O IG foi conquistado depois de um longo processo que durou quase 10 anos. É o chamado Selo de Origem, que torna o produto único no mundo, valoriza a produção regional, agrega valor e reconhece a qualidade dos derivados.

O selo abre novas perspectivas de mercado, mas também aumenta os desafios dos produtores rurais de 83 municípios baianos, espalhados por 6 territórios regionais de identidade entre o Baixo Sul e o Extremo Sul da Bahia.

Atualmente existem mais de 25 mil produtores de cacau na região. Cerca de 75% deles são agricultores familiares e enfrentam problemas financeiros para manter as lavouras. Muitos ainda estão no processo de retomada da cadeia produtiva, que se recupera das pragas que atingiram as lavouras nas últimas três décadas.

“O selo ajuda, mas não resolve. Temos que desenvolver critérios para a valorização. Precisamos recuperar o estabelecimento rural, a base produtiva. Enquanto a gente não resolver os problemas do produtor de cacau, não avançaremos muito. É necessário amparo governamental para promover a recuperação efetiva, e retomar o dinamismo da região cacaueira”, argumenta o presidente do Sindicato de Produtores Rurais de Itabuna Wallace Setenta.

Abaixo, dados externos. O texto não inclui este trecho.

use miette::Diagnostic;
use std::path::PathBuf;
use thiserror::Error;

#[derive(Error, Debug, Diagnostic)]
pub enum ScanError {
    #[error("directory `{}` does not exist or is not a directory", .0.display())]
    #[diagnostic(
        code(ferrite_tf::directory_not_found),
        help("pass a folder that exists with `--directory <DIR>`")
    )]
    DirectoryNotFound(PathBuf),

    #[error("failed to read `{}`", path.display())]
    #[diagnostic(code(ferrite_tf::read))]
    Read {
        path: PathBuf,
        #[source]
        source: std::io::Error,
    },
}

/// The parser message had no `line N column` part to relocate.
#[derive(Error, Debug, Diagnostic, PartialEq, Eq)]
#[error("no `line <N> column` position in message: {0}")]
#[diagnostic(code(ferrite_tf::unexpected_message_format))]
pub struct UnexpectedMessageFormat(pub String);
use clap::Parser;
use ferrite_tf::config::{Config, DEFAULT_DIRECTORY};
use miette::Result;
use std::io;
use std::path::PathBuf;
use std::process::ExitCode;
use tracing_subscriber::EnvFilter;

#[derive(Parser)]
#[command(name = "ferrite-tf")]
#[command(about = "finds broken json hiding in terraform heredocs", long_about = None)]
struct Cli {
    /// Folder with terraform files, checked recursively including subdirectories
    #[arg(short, long, value_name = "DIR", default_value = DEFAULT_DIRECTORY)]
    directory: PathBuf,
}

fn init_tracing() {
    let filter = EnvFilter::try_from_env("FERRITE_LOG").unwrap_or_else(|_| EnvFilter::new("warn"));
    tracing_subscriber::fmt()
        .with_env_filter(filter)
        .with_writer(io::stderr)
        .init();
}

fn main() -> Result<ExitCode> {
    miette::set_panic_hook();
    init_tracing();
    let cli = Cli::parse();
    let config = Config::new(cli.directory);
    let code = ferrite_tf::run(&config, &mut io::stdout().lock())?;
    Ok(ExitCode::from(code))
}
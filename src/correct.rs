use std::sync::LazyLock;

use regex::Regex;
use tracing::debug;

use crate::error::UnexpectedMessageFormat;
use crate::validator::{BlockJsonSyntaxError, FileFailures};

static POSITION: LazyLock<Regex> =
    LazyLock::new(|| Regex::new(r"line\s([0-9]+)\scolumn").expect("position pattern is valid"));

/// Shifts the `line N column` position in `message` down by `offset` lines.
///
/// Only the number inside the matched position is rewritten, so other numbers
/// in the message are never touched.
pub fn relocate_message(message: &str, offset: usize) -> Result<String, UnexpectedMessageFormat> {
    let number = POSITION
        .captures(message)
        .and_then(|caps| caps.get(1))
        .ok_or_else(|| UnexpectedMessageFormat(message.to_owned()))?;
    let line: usize = number
        .as_str()
        .parse()
        .map_err(|_| UnexpectedMessageFormat(message.to_owned()))?;

    Ok(format!(
        "{}{}{}",
        &message[..number.start()],
        line + offset,
        &message[number.end()..]
    ))
}

/// Moves a block-relative error into file coordinates.
///
/// A message without a recognisable position is passed through as is.
pub fn correct(mut error: BlockJsonSyntaxError) -> BlockJsonSyntaxError {
    if error.message.is_empty() {
        return error;
    }
    match relocate_message(&error.message, error.start_line) {
        Ok(message) => {
            error.message = message;
            error.line += error.start_line;
        }
        Err(err) => debug!(%err, "leaving parser message as is"),
    }
    error
}

pub fn correct_all(failures: Vec<FileFailures>) -> Vec<FileFailures> {
    failures
        .into_iter()
        .map(|failure| FileFailures {
            file: failure.file,
            errors: failure.errors.into_iter().map(correct).collect(),
        })
        .collect()
}

#[cfg(test)]
mod tests {
    use super::*;
    use crate::extract::Enclosure;
    use crate::validator::Fault;

    fn error(message: &str, line: usize, start_line: usize) -> BlockJsonSyntaxError {
        BlockJsonSyntaxError {
            enclosure: Enclosure::Definition,
            start_line,
            line,
            column: 10,
            message: message.to_string(),
            fault: Fault::TrailingComma,
            help: None,
        }
    }

    #[test]
    fn shifts_line_by_block_offset() {
        assert_eq!(
            relocate_message("trailing comma at line 1 column 10", 5).unwrap(),
            "trailing comma at line 6 column 10"
        );
    }

    #[test]
    fn other_numbers_are_left_alone() {
        assert_eq!(
            relocate_message("expected 1 at line 1 column 1", 10).unwrap(),
            "expected 1 at line 11 column 1"
        );
        assert_eq!(
            relocate_message("line 12 column 3", 100).unwrap(),
            "line 112 column 3"
        );
    }

    #[test]
    fn message_without_position_is_unexpected() {
        assert_eq!(
            relocate_message("something odd", 3),
            Err(UnexpectedMessageFormat("something odd".to_string()))
        );
    }

    #[test]
    fn correct_updates_message_and_line() {
        let fixed = correct(error("trailing comma at line 1 column 10", 1, 5));
        assert_eq!(fixed.message, "trailing comma at line 6 column 10");
        assert_eq!(fixed.line, 6);
        assert!(fixed.line >= fixed.start_line);
    }

    #[test]
    fn correct_passes_odd_messages_through() {
        let odd = error("no position here", 1, 5);
        assert_eq!(correct(odd.clone()), odd);
        let empty = error("", 1, 5);
        assert_eq!(correct(empty.clone()), empty);
    }
}
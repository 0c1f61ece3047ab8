use std::borrow::Cow;
use std::collections::BTreeMap;
use std::fmt;
use std::fs;
use std::path::PathBuf;

use tracing::{debug, warn};

use crate::discover::SourceFile;
use crate::error::ScanError;
use crate::substitute::substitute_vars;

/// Heredoc tags whose bodies are expected to hold JSON.
#[derive(Debug, Clone, Copy, PartialEq, Eq, PartialOrd, Ord, Hash)]
pub enum Enclosure {
    Definition,
    Eof,
    Input,
    Pattern,
    Policy,
}

impl Enclosure {
    pub const ALL: [Enclosure; 5] = [
        Enclosure::Definition,
        Enclosure::Eof,
        Enclosure::Input,
        Enclosure::Pattern,
        Enclosure::Policy,
    ];

    pub fn keyword(self) -> &'static str {
        match self {
            Enclosure::Definition => "DEFINITION",
            Enclosure::Eof => "EOF",
            Enclosure::Input => "INPUT",
            Enclosure::Pattern => "PATTERN",
            Enclosure::Policy => "POLICY",
        }
    }
}

impl fmt::Display for Enclosure {
    fn fmt(&self, f: &mut fmt::Formatter<'_>) -> fmt::Result {
        f.write_str(self.keyword())
    }
}

/// Body of one heredoc, interpolations already substituted.
#[derive(Debug, Clone, PartialEq, Eq)]
pub struct ExtractedBlock {
    pub content: String,
    /// 0-based line of the `<<TAG` opener in the source file.
    pub start_line: usize,
}

/// Every block found in one file, partitioned by tag, in file order.
#[derive(Debug, Clone, PartialEq, Eq)]
pub struct FileBlocks {
    pub file: SourceFile,
    pub blocks: BTreeMap<Enclosure, Vec<ExtractedBlock>>,
}

impl FileBlocks {
    pub fn block_count(&self) -> usize {
        self.blocks.values().map(Vec::len).sum()
    }
}

/// Pulls the heredoc bodies tagged `enclosure` out of `content`.
///
/// A block opens on a line shaped like `name = <<TAG` (or `<<-TAG`) and closes
/// on the next line holding nothing but `TAG`, indentation allowed. The closer
/// is never part of the body; a body line that merely mentions `TAG` (inside a
/// JSON string, say) is. Line endings are kept so parser positions line up with
/// the source. A block still open at end of input is dropped.
pub fn extract_blocks(content: &str, enclosure: Enclosure) -> Vec<ExtractedBlock> {
    let keyword = enclosure.keyword();
    let mut blocks = Vec::new();
    let mut open: Option<(usize, String)> = None;

    for (index, line) in content.split_inclusive('\n').enumerate() {
        if let Some((start_line, body)) = open.as_mut() {
            if line.trim() == keyword {
                blocks.push(ExtractedBlock {
                    content: std::mem::take(body),
                    start_line: *start_line,
                });
                open = None;
            } else {
                body.push_str(&substitute_vars(line));
            }
        } else if opens_block(line, keyword) {
            open = Some((index, String::new()));
        }
    }

    if let Some((start_line, _)) = open {
        debug!(%enclosure, start_line, "heredoc never closed, ignoring it");
    }
    blocks
}

fn opens_block(line: &str, keyword: &str) -> bool {
    let Some((name, value)) = line.split_once('=') else {
        return false;
    };
    let name = name.trim();
    if name.is_empty() || name.contains(char::is_whitespace) {
        return false;
    }
    let Some(tag) = value.trim_start().strip_prefix("<<") else {
        return false;
    };
    tag.strip_prefix('-').unwrap_or(tag).trim_end() == keyword
}

/// Reads `file` and extracts blocks for every known tag.
///
/// Bytes that aren't UTF-8 (a Latin-1 comment, say) are replaced rather than
/// failing the whole file.
pub fn extract_file(file: &SourceFile) -> Result<FileBlocks, ScanError> {
    let bytes = fs::read(&file.path).map_err(|source| ScanError::Read {
        path: file.path.clone(),
        source,
    })?;
    let content = String::from_utf8_lossy(&bytes);
    if matches!(content, Cow::Owned(_)) {
        debug!(path = %file.path.display(), "replaced invalid UTF-8");
    }

    let blocks = Enclosure::ALL
        .into_iter()
        .map(|enclosure| (enclosure, extract_blocks(&content, enclosure)))
        .filter(|(_, found)| !found.is_empty())
        .collect();

    Ok(FileBlocks {
        file: file.clone(),
        blocks,
    })
}

/// Blocks from every file that had any, plus the files that couldn't be read.
#[derive(Debug, Default, Clone, PartialEq, Eq)]
pub struct Extraction {
    pub files: Vec<FileBlocks>,
    pub unreadable: Vec<PathBuf>,
}

impl Extraction {
    pub fn block_count(&self) -> usize {
        self.files.iter().map(FileBlocks::block_count).sum()
    }
}

/// Extracts from every file. Unreadable files are logged and listed so the
/// run can't pass without having looked at them.
pub fn extract_all(files: &[SourceFile]) -> Extraction {
    let mut extraction = Extraction::default();
    for file in files {
        match extract_file(file) {
            Ok(found) => {
                debug!(
                    path = %found.file.path.display(),
                    blocks = found.block_count(),
                    "extracted"
                );
                if !found.blocks.is_empty() {
                    extraction.files.push(found);
                }
            }
            Err(err) => {
                warn!(error = ?err, "skipping file");
                extraction.unreadable.push(file.path.clone());
            }
        }
    }
    extraction
}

Turismo Quem visitar a edição deste ano pode conhecer ainda a chamada Estrada do Chocolate, um roteiro de 42 quilômetros, que passa por fazendas produtoras de cacau e indústrias moageiras. A intenção é fomentar o turismo temático e gastronômico da região.

“Esta rota já existia, mas agora está se profissionalizando, está sendo incrementada com novos atrativos, com a inclusão de novas fazendas no roteiro”, afirma o coordenador do Festival, Marcos Lessa.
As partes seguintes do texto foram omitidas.